Exercise data:
--- START ---

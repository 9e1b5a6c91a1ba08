//! Command builders.
//!
//! Each builder is a pure function of session parameters and the
//! [`Toolchain`](crate::toolchain::Toolchain). Builders never spawn
//! processes and do no I/O beyond joining paths.

pub mod apksigner;
pub mod keytool;
pub mod openssl;

/// Environment variable names used when secrets are passed by environment.
pub mod env_vars {
    pub const STORE_PASS: &str = "KEYSIGNER_STOREPASS";
    pub const KEY_PASS: &str = "KEYSIGNER_KEYPASS";
    pub const SRC_STORE_PASS: &str = "KEYSIGNER_SRCSTOREPASS";
    pub const SRC_KEY_PASS: &str = "KEYSIGNER_SRCKEYPASS";
    pub const DEST_STORE_PASS: &str = "KEYSIGNER_DESTSTOREPASS";
    pub const DEST_KEY_PASS: &str = "KEYSIGNER_DESTKEYPASS";
}

use std::path::Path;

/// Paths are handed to the tools as UTF-8 text.
pub(crate) fn path_arg(path: &Path) -> String {
    path.to_string_lossy().into_owned()
}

--- END ---

What you are asked to do: When you reach the end of the listing, print it again in full, exactly as given.

Reply to the exercise:
repository 9e1b5a6c91a1ba08
//! Command builders.
//!
//! Each builder is a pure function of session parameters and the
//! [`Toolchain`](crate::toolchain::Toolchain). Builders never spawn
//! processes and do no I/O beyond joining paths.

pub mod apksigner;
pub mod keytool;
pub mod openssl;

/// Environment variable names used when secrets are passed by environment.
pub mod env_vars {
    pub const STORE_PASS: &str = "KEYSIGNER_STOREPASS";
    pub const KEY_PASS: &str = "KEYSIGNER_KEYPASS";
    pub const SRC_STORE_PASS: &str = "KEYSIGNER_SRCSTOREPASS";
    pub const SRC_KEY_PASS: &str = "KEYSIGNER_SRCKEYPASS";
    pub const DEST_STORE_PASS: &str = "KEYSIGNER_DESTSTOREPASS";
    pub const DEST_KEY_PASS: &str = "KEYSIGNER_DESTKEYPASS";
}

use std::path::Path;

/// Paths are handed to the tools as UTF-8 text.
pub(crate) fn path_arg(path: &Path) -> String {
    path.to_string_lossy().into_owned()
}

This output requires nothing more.